READY FOR PRIME TIME
Redshirt-freshman quarterback DeShone Kizer unintentionally raised a few eyebrows at his (now weekly) Wednesday press conference, noting that while he considered himself a “replacement” player through his first six outings (Virginia through USC), his goal each day hereafter is to be the best – in the country.
“He’s a very confident kid. I don’t think he’s cocky,” said Kelly of his rookie triggerman. “I’ll give you an example: today I thought his communication, his overall presence today with our offense was akin to a fifth-year senior. He just has a great presence out there. Clearly communicates and takes control out there. If he’s talking like that, he backed it up today.”
Kizer became the first Irish quarterback to both run and pass for a touchdown in three consecutive games since Rick Mirer (1991), turning the trick against Massachusetts, Clemson, and Navy. He’s rushed for 158 yards over the last four outings while throwing for 1,036 with seven touchdowns against three interceptions.
“Now he has to go execute,” Kelly continued. “Stay within our offense and do what we ask him to do, but he’s a very confident player right now.”

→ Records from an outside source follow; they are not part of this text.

#[cfg(test)]
mod tests {
    use super::*;
    use crate::entity::{selectors, RequestKind};
    use crate::log::{ActionLogConfig, ActionLoggerConfig};
    use crate::page::ListQuery;
    use crate::testing::{MemoryApi, Notice, RecordingNavigator, RecordingNotifier};
    use std::sync::Mutex;
    use std::time::Duration;

    #[derive(Debug, Clone, PartialEq)]
    struct Role {
        id: String,
        label: String,
    }

    impl Entity for Role {
        type Input = String;
        const NAME: &'static str = "role";

        fn id(&self) -> &str {
            &self.id
        }
    }

    #[derive(Debug, Clone, PartialEq)]
    struct User {
        id: String,
    }

    impl Entity for User {
        type Input = ();
        const NAME: &'static str = "user";

        fn id(&self) -> &str {
            &self.id
        }
    }

    fn roles() -> Arc<MemoryApi<Role>> {
        Arc::new(
            MemoryApi::<Role>::new(|id, label: &String| Role {
                id: id.to_string(),
                label: label.clone(),
            })
            .with_records(vec![
                Role {
                    id: "admin".into(),
                    label: "Admin".into(),
                },
                Role {
                    id: "midwife".into(),
                    label: "Midwife".into(),
                },
            ]),
        )
    }

    fn users() -> MemoryApi<User> {
        MemoryApi::new(|id, _: &()| User { id: id.to_string() })
    }

    #[test]
    fn test_register_twice_fails() {
        let mut root = StoreRoot::default();
        root.register_with::<Role>(roles(), EntityConfig::default()).unwrap();
        assert_eq!(
            root.register_with::<Role>(roles(), EntityConfig::default()),
            Err(StoreError::AlreadyRegistered("role"))
        );
        assert!(root.is_registered::<Role>());
        assert!(!root.is_registered::<User>());
    }

    #[test]
    fn test_unregistered_entity() {
        let mut root = StoreRoot::default();
        assert_eq!(
            root.dispatch::<User>(EntityAction::Reload),
            Err(StoreError::NotRegistered("user"))
        );
        assert!(matches!(
            root.select(selectors::select_all::<User>),
            Err(StoreError::NotRegistered("user"))
        ));
        assert!(root.subscribe::<User>().is_err());
    }

    #[tokio::test]
    async fn test_dispatch_list_then_process_pending() {
        let mut root = StoreRoot::default();
        root.register_with::<Role>(roles(), EntityConfig::default().page_size(10))
            .unwrap();

        assert!(root.dispatch::<Role>(EntityAction::Reload).unwrap());
        assert!(root.select(selectors::select_loading::<Role>).unwrap());
        assert_eq!(root.pending(), 1);

        // Let the spawned call finish
        tokio::task::yield_now().await;
        tokio::time::sleep(Duration::from_millis(10)).await;
        assert_eq!(root.process_pending(), 1);

        let state = root.state::<Role>().unwrap();
        assert_eq!(state.items.len(), 2);
        assert_eq!(state.pagination.page_size, 10);
        assert!(!state.is_loading());
    }

    #[tokio::test]
    async fn test_subscribe_sees_changes_only() {
        let mut root = StoreRoot::default();
        root.register_with::<Role>(roles(), EntityConfig::default()).unwrap();
        let mut rx = root.subscribe::<Role>().unwrap();
        assert!(!rx.has_changed().unwrap());

        root.dispatch::<Role>(EntityAction::Select(Some("admin".into())))
            .unwrap();
        assert!(rx.has_changed().unwrap());
        assert_eq!(rx.borrow_and_update().selected_id.as_deref(), Some("admin"));

        // Same selection again: unchanged, nothing published
        assert!(!root
            .dispatch::<Role>(EntityAction::Select(Some("admin".into())))
            .unwrap());
        assert!(!rx.has_changed().unwrap());
    }

    #[cfg(feature = "subscriptions")]
    #[tokio::test(start_paused = true)]
    async fn test_select_stream_yields_distinct_values() {
        use tokio_stream::StreamExt;

        let mut root = StoreRoot::default();
        root.register_with::<Role>(roles(), EntityConfig::default()).unwrap();
        let selection = root
            .select_stream::<Role, _, _>(|state| state.selected_id.clone())
            .unwrap();
        tokio::pin!(selection);

        assert_eq!(selection.next().await, Some(None));

        root.dispatch::<Role>(EntityAction::Select(Some("admin".into())))
            .unwrap();
        assert_eq!(selection.next().await, Some(Some("admin".to_string())));

        // Loading changes the state but not the selection
        assert!(root.dispatch::<Role>(EntityAction::Reload).unwrap());
        let quiet = tokio::time::timeout(Duration::from_millis(50), selection.next()).await;
        assert!(quiet.is_err());

        root.dispatch::<Role>(EntityAction::Reset).unwrap();
        assert_eq!(selection.next().await, Some(None));
    }

    struct Trace(Arc<Mutex<Vec<String>>>);

    impl Middleware<Message> for Trace {
        fn before(&mut self, message: &Message) {
            self.0
                .lock()
                .unwrap()
                .push(format!("before {}/{}", message.entity(), message.name()));
        }

        fn after(&mut self, message: &Message, changed: bool) {
            self.0
                .lock()
                .unwrap()
                .push(format!("after {} {changed}", message.name()));
        }
    }

    #[test]
    fn test_middleware_sees_every_store() {
        let calls = Arc::new(Mutex::new(Vec::new()));
        let mut root = StoreRoot::default().with_middleware(Trace(calls.clone()));
        root.register_with::<Role>(roles(), EntityConfig::default()).unwrap();
        root.register_with::<User>(users(), EntityConfig::default()).unwrap();

        root.dispatch::<Role>(EntityAction::Select(Some("admin".into())))
            .unwrap();
        root.dispatch::<User>(EntityAction::Select(None)).unwrap();

        assert_eq!(
            *calls.lock().unwrap(),
            vec![
                "before role/Select".to_string(),
                "after Select true".to_string(),
                "before user/Select".to_string(),
                "after Select false".to_string(),
            ]
        );
    }

    #[tokio::test]
    async fn test_action_log_records_dispatches() {
        let config = RuntimeConfig::default().with_action_log(ActionLogConfig::new(
            10,
            ActionLoggerConfig::new(Some("role/*"), None),
        ));
        let mut root = StoreRoot::new(config);
        root.register_with::<Role>(roles(), EntityConfig::default()).unwrap();
        root.register_with::<User>(users(), EntityConfig::default()).unwrap();

        root.dispatch::<Role>(EntityAction::Select(None)).unwrap();
        root.dispatch::<User>(EntityAction::Select(Some("u1".into())))
            .unwrap();
        root.dispatch::<Role>(EntityAction::Select(Some("admin".into())))
            .unwrap();

        let log = root.action_log().unwrap();
        let entries: Vec<_> = log
            .entries()
            .map(|entry| (entry.entity, entry.name, entry.state_changed))
            .collect();
        assert_eq!(
            entries,
            vec![
                (Some("role"), "Select", Some(false)),
                (Some("role"), "Select", Some(true)),
            ]
        );
    }

    #[tokio::test(start_paused = true)]
    async fn test_reset_all_cancels_and_ignores_late_outcomes() {
        let api = roles();
        api.set_latency(Duration::from_secs(1));
        let notifier = Arc::new(RecordingNotifier::default());
        let navigator = Arc::new(RecordingNavigator::default());

        let mut root = StoreRoot::default();
        root.register::<Role>(api.clone(), notifier.clone(), navigator.clone())
            .unwrap();
        root.register_with::<User>(users(), EntityConfig::default()).unwrap();

        root.dispatch::<Role>(EntityAction::List(ListQuery::page(0, 10)))
            .unwrap();
        root.dispatch::<Role>(EntityAction::Create("Nurse".into()))
            .unwrap();
        assert_eq!(root.pending(), 2);

        root.reset_all();
        assert_eq!(root.pending(), 0);

        tokio::time::sleep(Duration::from_secs(2)).await;
        assert_eq!(root.process_pending(), 0);

        let state = root.state::<Role>().unwrap();
        assert!(state.items.is_empty());
        assert!(!state.is_loading());
        assert!(notifier.notices().is_empty());
        assert!(navigator.paths().is_empty());
    }

    #[tokio::test]
    async fn test_run_until_cancelled() {
        let notifier = Arc::new(RecordingNotifier::default());
        let navigator = Arc::new(RecordingNavigator::default());
        let mut root = StoreRoot::default();
        root.register::<Role>(roles(), notifier.clone(), navigator.clone())
            .unwrap();

        root.dispatch::<Role>(EntityAction::Remove("missing".into()))
            .unwrap();

        let cancel = CancellationToken::new();
        let stop = cancel.clone();
        tokio::spawn(async move {
            tokio::time::sleep(Duration::from_millis(50)).await;
            stop.cancel();
        });
        let delivered = root.run(cancel).await;

        assert_eq!(delivered, 1);
        let state = root.state::<Role>().unwrap();
        assert_eq!(state.error.as_deref(), Some("Resource not found"));
        assert!(!state.is_loading_kind(RequestKind::Remove));
        assert_eq!(
            notifier.notices(),
            vec![Notice::Error("Resource not found".into())]
        );
    }

    #[tokio::test]
    async fn test_enqueue_goes_through_queue() {
        let mut root = StoreRoot::default();
        root.register_with::<Role>(roles(), EntityConfig::default()).unwrap();

        root.enqueue::<Role>(EntityAction::Select(Some("admin".into())));
        assert_eq!(root.state::<Role>().unwrap().selected_id, None);
        assert_eq!(root.process_pending(), 1);
        assert_eq!(
            root.state::<Role>().unwrap().selected_id.as_deref(),
            Some("admin")
        );
    }
}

Kizer ranks 14th nationally in passing efficiency, one spot behind Clemson sophomore Deshawn Watson. (USC’s Cody Kessler ranks ninth while forthcoming foe Kevin Hogan of Stanford sits at seventh. Pittsburgh’s Nate Peterman is 18th. The Irish will travel to Heinz Field to take on the Panthers next Saturday.)
POISED TO PRODUCE?
109, 94, 105, 126.
The numbers above represent the national ranking – out of 127 FBS programs, mind you – of the next four offenses the Irish will face.
It’s enviable work if you can get it, and it might remedy the persistent ailment that has plagued Notre Dame’s defense. That is: isolated stretches of breakdowns amid otherwise outstanding play.
“We really feel good about our front seven,” said Kelly of a group that has limited foes to fewer first downs than all but five playoff-contending teams (Clemson, Florida, Alabama, Stanford, and Florida State).
“I think our corners are starting to play more consistently. We have to get more out of our safety play. And We think we’re going to. So it’s consistency in the back end; continue to evolve up front.”
A conduit between both aspects of the operation is middle linebacker Joe Schmidt. The fifth-year senior captain has been scrutinized often this season due to missed tackles and an admittedly ineffective outing in Notre Dame’s loss at Clemson.
“It seems I’ve been asked about Joe Schmidt but Joe’s been solid for us,” Kelly offered. “Maybe he’s missed a tackle here or there…You guys even kind of got me to look a bit at his production numbers. They were down a little bit against USC and Clemson, but those are two very fast offenses.
“Let’s face it,” Kelly continued. “Joe’s a box player. You know what I mean? If you take him and look at what his production was against the two option teams, they’re off the charts. I expect his production over the next five weeks to be really, really high.”
Schmidt posted a combined 18 tackles including 6.5 stuffs (tackles for loss or gains of two yards or less) against the option offenses of Georgia Tech and Navy. He totaled five tackles (1.5 stuffs) vs. the aforementioned Tigers and Trojans.